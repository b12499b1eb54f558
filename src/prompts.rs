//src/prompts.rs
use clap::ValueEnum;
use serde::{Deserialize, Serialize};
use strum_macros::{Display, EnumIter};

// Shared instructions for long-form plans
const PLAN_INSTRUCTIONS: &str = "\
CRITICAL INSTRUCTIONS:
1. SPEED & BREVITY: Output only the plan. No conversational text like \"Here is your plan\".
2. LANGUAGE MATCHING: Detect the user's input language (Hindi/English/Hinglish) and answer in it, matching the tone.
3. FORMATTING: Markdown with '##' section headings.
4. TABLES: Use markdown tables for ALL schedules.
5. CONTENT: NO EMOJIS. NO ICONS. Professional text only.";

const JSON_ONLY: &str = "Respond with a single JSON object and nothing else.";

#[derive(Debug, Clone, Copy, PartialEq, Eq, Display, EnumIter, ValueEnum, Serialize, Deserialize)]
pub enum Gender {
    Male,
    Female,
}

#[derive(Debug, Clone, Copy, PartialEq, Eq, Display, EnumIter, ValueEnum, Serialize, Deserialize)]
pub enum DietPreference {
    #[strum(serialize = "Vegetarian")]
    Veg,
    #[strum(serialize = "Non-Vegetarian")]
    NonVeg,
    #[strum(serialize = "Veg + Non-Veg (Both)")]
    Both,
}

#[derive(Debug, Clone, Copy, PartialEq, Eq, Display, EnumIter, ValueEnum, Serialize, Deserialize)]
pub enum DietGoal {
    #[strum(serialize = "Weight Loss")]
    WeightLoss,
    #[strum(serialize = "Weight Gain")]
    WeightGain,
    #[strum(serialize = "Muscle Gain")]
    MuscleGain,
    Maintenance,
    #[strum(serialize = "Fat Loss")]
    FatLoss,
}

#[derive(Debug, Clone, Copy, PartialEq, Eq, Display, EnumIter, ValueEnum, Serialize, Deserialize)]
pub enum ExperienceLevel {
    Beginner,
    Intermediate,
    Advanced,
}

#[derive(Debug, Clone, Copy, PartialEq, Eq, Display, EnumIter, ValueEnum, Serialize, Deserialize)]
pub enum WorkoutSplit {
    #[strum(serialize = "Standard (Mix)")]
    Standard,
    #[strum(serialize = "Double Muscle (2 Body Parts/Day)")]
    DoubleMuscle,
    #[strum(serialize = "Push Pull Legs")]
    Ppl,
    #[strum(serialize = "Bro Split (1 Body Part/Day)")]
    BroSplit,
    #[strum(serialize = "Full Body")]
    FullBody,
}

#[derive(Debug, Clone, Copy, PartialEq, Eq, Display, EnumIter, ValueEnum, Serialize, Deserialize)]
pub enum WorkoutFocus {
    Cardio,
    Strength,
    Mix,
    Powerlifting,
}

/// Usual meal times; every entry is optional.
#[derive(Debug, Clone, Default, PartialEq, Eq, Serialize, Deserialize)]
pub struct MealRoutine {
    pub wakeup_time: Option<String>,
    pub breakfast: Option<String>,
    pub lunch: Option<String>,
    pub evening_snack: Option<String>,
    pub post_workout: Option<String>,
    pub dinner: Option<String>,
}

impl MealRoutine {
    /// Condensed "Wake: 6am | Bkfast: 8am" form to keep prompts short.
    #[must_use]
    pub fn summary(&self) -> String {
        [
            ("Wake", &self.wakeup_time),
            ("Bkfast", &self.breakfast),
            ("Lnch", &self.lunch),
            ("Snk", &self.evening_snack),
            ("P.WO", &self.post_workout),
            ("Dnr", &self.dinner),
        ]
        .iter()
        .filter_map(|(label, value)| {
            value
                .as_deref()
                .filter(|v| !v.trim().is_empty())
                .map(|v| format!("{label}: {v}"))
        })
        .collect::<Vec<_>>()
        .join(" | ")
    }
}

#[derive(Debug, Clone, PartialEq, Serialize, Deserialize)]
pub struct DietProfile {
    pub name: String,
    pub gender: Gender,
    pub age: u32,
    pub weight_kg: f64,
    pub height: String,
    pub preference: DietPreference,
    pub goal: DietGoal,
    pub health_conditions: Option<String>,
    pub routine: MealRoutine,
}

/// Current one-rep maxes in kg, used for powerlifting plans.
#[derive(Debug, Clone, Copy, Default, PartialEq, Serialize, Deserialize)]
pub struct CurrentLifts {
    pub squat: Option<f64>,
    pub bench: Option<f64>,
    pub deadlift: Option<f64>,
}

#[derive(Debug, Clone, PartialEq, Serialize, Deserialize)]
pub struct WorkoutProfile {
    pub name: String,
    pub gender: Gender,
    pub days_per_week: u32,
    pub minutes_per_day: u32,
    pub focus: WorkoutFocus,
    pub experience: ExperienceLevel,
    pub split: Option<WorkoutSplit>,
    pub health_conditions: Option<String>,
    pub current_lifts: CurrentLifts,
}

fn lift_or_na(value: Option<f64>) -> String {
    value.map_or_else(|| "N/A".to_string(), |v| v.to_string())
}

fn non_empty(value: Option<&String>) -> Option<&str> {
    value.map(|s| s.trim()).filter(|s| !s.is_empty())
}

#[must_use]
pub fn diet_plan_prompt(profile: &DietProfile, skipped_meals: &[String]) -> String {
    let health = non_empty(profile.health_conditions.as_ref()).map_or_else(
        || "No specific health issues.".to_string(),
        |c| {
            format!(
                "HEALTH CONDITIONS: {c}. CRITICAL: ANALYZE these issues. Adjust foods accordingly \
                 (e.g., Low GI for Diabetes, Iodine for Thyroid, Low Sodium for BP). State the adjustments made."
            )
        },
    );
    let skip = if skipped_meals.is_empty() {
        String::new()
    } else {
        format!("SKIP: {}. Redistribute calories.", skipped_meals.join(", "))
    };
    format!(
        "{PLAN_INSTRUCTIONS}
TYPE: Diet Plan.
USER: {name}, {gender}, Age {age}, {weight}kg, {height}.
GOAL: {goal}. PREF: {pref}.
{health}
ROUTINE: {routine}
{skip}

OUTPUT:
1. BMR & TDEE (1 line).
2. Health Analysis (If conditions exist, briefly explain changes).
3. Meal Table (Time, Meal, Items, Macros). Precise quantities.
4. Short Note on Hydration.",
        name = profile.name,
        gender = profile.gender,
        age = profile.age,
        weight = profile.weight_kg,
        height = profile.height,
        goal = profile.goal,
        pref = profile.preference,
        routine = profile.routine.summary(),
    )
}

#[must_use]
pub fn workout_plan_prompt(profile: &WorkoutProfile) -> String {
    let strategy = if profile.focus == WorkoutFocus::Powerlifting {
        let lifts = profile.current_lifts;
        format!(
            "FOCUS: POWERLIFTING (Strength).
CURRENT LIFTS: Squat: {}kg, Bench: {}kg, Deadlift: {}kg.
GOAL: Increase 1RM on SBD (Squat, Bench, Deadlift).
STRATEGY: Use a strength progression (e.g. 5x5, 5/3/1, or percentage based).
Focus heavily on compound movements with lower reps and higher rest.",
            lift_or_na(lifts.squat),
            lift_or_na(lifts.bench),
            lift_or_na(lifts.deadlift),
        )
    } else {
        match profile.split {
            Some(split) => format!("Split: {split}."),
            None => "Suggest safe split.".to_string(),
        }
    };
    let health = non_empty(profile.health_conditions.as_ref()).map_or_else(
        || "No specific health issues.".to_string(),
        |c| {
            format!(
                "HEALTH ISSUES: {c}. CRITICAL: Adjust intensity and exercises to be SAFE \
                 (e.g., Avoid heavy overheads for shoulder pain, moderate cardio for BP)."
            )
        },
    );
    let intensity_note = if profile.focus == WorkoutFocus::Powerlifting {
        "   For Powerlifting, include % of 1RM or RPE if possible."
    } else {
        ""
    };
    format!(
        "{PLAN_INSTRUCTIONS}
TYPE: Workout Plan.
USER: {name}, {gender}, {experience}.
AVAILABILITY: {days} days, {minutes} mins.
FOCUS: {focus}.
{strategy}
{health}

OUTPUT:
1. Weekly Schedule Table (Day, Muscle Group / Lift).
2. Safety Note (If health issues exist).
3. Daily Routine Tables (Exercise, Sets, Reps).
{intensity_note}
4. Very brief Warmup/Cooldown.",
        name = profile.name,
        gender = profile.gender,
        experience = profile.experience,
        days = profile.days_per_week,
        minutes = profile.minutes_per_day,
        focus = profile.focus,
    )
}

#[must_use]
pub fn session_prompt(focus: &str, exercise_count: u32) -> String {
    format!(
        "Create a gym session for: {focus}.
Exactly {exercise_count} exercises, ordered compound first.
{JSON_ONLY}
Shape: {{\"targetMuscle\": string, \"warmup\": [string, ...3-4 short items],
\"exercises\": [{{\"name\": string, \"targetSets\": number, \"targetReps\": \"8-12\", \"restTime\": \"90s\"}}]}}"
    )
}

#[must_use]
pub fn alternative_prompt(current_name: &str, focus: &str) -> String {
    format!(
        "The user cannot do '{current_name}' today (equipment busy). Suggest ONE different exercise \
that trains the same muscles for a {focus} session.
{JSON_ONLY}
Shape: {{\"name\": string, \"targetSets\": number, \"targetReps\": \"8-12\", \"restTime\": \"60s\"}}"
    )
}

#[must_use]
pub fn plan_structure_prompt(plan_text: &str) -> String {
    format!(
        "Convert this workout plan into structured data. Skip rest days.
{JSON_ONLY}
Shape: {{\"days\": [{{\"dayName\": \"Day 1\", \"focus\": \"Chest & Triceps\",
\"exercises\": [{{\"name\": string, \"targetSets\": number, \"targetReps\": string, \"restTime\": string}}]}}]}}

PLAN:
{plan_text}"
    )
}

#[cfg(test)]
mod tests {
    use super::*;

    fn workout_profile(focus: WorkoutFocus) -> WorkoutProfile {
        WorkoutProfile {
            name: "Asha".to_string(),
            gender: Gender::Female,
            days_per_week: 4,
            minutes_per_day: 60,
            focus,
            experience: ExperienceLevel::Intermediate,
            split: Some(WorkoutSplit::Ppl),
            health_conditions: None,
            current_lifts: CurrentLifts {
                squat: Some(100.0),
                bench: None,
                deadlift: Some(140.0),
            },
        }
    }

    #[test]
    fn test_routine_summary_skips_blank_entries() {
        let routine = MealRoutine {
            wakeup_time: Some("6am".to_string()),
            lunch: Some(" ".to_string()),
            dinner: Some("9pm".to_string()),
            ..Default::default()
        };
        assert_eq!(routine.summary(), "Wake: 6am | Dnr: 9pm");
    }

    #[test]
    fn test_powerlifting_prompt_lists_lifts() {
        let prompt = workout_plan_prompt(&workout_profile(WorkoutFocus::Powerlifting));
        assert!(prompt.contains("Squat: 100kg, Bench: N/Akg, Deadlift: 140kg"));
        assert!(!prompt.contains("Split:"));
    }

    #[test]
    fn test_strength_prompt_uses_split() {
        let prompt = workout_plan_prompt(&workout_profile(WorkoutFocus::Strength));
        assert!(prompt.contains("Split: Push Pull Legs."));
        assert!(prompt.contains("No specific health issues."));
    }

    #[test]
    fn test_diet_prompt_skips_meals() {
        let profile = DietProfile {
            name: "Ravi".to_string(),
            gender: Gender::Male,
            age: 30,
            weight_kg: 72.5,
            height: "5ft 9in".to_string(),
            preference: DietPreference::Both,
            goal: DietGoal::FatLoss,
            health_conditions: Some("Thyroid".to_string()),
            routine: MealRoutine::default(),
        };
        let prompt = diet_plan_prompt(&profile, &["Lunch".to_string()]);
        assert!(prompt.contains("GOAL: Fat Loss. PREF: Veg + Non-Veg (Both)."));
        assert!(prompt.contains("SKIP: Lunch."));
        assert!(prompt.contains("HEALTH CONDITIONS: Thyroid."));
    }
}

→ **DIRECTIONS**: Which lines of the data include the string "Vegetarian"? Find them and copy each one.

→ **RESPONSE AREA**:
    #[strum(serialize = "Vegetarian")]
    #[strum(serialize = "Non-Vegetarian")]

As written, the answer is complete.